Testing Universal Links

Universal Links are best tested by tapping on links on your device. I typically have a Notes file with links that I want to test. You can also use a tool like RocketSim if you’re looking for a quick way to test link handling on the simulator.

Note that sometimes Debug builds don’t immediately work with Universal Links. Especially when adding support after having installed the app previously. Reinstalling the app can sometimes solve this. Otherwise a reboot can work wonders too.

When everything works, your app’s onOpenURL view modifiers should be called and you’ll be passed the full URL that your app is asked to handle.

To learn more about onOpenURL, refer to my post on handling deeplinks on iOS.

Universal Link best practices

When you add support for Universal Links you implement a reliable way for users to open certain links in your application. That said, users can choose not to follow the link into your app and stay in their browser instead.

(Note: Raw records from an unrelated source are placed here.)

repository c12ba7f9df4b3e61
// Copyright 2026, Jeroen van Erp <jeroen@geeko.me>
// SPDX-License-Identifier: Apache-2.0

//! Table-driven registration of supported kinds.

pub mod calico;

use crate::error::{AdapterError, Result};
use crate::schema::{ResourceSchema, SpecSchema};
use crate::types::ResourceDescriptor;
use std::collections::BTreeMap;
use std::sync::Arc;

/// One registered kind: its endpoint and the shape of its spec
#[derive(Debug, Clone)]
pub struct KindEntry {
    pub descriptor: ResourceDescriptor,
    pub spec: SpecSchema,
}

impl KindEntry {
    pub fn new(descriptor: ResourceDescriptor, spec: SpecSchema) -> Self {
        Self { descriptor, spec }
    }

    pub fn resource_schema(&self) -> ResourceSchema {
        ResourceSchema::resource(&self.descriptor, &self.spec)
    }

    pub fn data_source_schema(&self) -> ResourceSchema {
        ResourceSchema::data_source(&self.descriptor, &self.spec)
    }

    pub fn manifest_schema(&self) -> ResourceSchema {
        ResourceSchema::manifest(&self.descriptor, &self.spec)
    }
}

/// Which provider surface a type name resolved to
#[derive(Debug, Clone, Copy, PartialEq, Eq)]
pub enum TypeVariant {
    /// Managed resource or data source, they share the type name
    Resource,
    Manifest,
}

/// Registered kinds, keyed by provider type name
#[derive(Debug, Clone, Default)]
pub struct Registry {
    entries: BTreeMap<String, Arc<KindEntry>>,
}

impl Registry {
    pub fn new() -> Self {
        Self::default()
    }

    /// Registry holding every Calico kind known to this crate
    pub fn calico() -> Result<Self> {
        Self::from_entries(calico::kinds())
    }

    /// Register every entry, failing on the first duplicate type name
    pub fn from_entries(entries: impl IntoIterator<Item = KindEntry>) -> Result<Self> {
        let mut registry = Self::new();
        for entry in entries {
            registry.register(entry)?;
        }
        Ok(registry)
    }

    pub fn register(&mut self, entry: KindEntry) -> Result<()> {
        let type_name = entry.descriptor.type_name();
        if self.entries.contains_key(&type_name) {
            return Err(AdapterError::Config(format!(
                "kind {} registered twice as {}",
                entry.descriptor.kind, type_name
            )));
        }
        self.entries.insert(type_name, Arc::new(entry));
        Ok(())
    }

    /// Resolve a resource, data source or manifest type name
    pub fn resolve(&self, type_name: &str) -> Result<(Arc<KindEntry>, TypeVariant)> {
        if let Some(entry) = self.entries.get(type_name) {
            return Ok((entry.clone(), TypeVariant::Resource));
        }
        type_name
            .strip_suffix("_manifest")
            .and_then(|base| self.entries.get(base))
            .map(|entry| (entry.clone(), TypeVariant::Manifest))
            .ok_or_else(|| AdapterError::UnknownType(type_name.to_string()))
    }

    /// Find a kind by its `kind` and optional `apiVersion`
    pub fn by_kind(&self, kind: &str, api_version: Option<&str>) -> Option<Arc<KindEntry>> {
        self.entries
            .values()
            .find(|e| {
                e.descriptor.kind == kind
                    && api_version.map_or(true, |v| e.descriptor.api_version() == v)
            })
            .cloned()
    }

    pub fn iter(&self) -> impl Iterator<Item = &Arc<KindEntry>> {
        self.entries.values()
    }

    pub fn len(&self) -> usize {
        self.entries.len()
    }

    pub fn is_empty(&self) -> bool {
        self.entries.is_empty()
    }
}
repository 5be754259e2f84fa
pub mod commands;
pub mod handlers;
pub mod output;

When a user refuses to navigate to your app, you want to make sure that they can (at least) see some of the contents that they were supposed to see. Or, at the very least you want to make sure that a user understands that they opened a link that was supposed to take them to your app.

You can host HTML content on the routes that you’d normally redirect to your app. In some cases that means you can show the exact same content that the user would see in the app. In other cases, you might show a page that tells the user that they should either download your app or enable Universal Links for your app again in settings.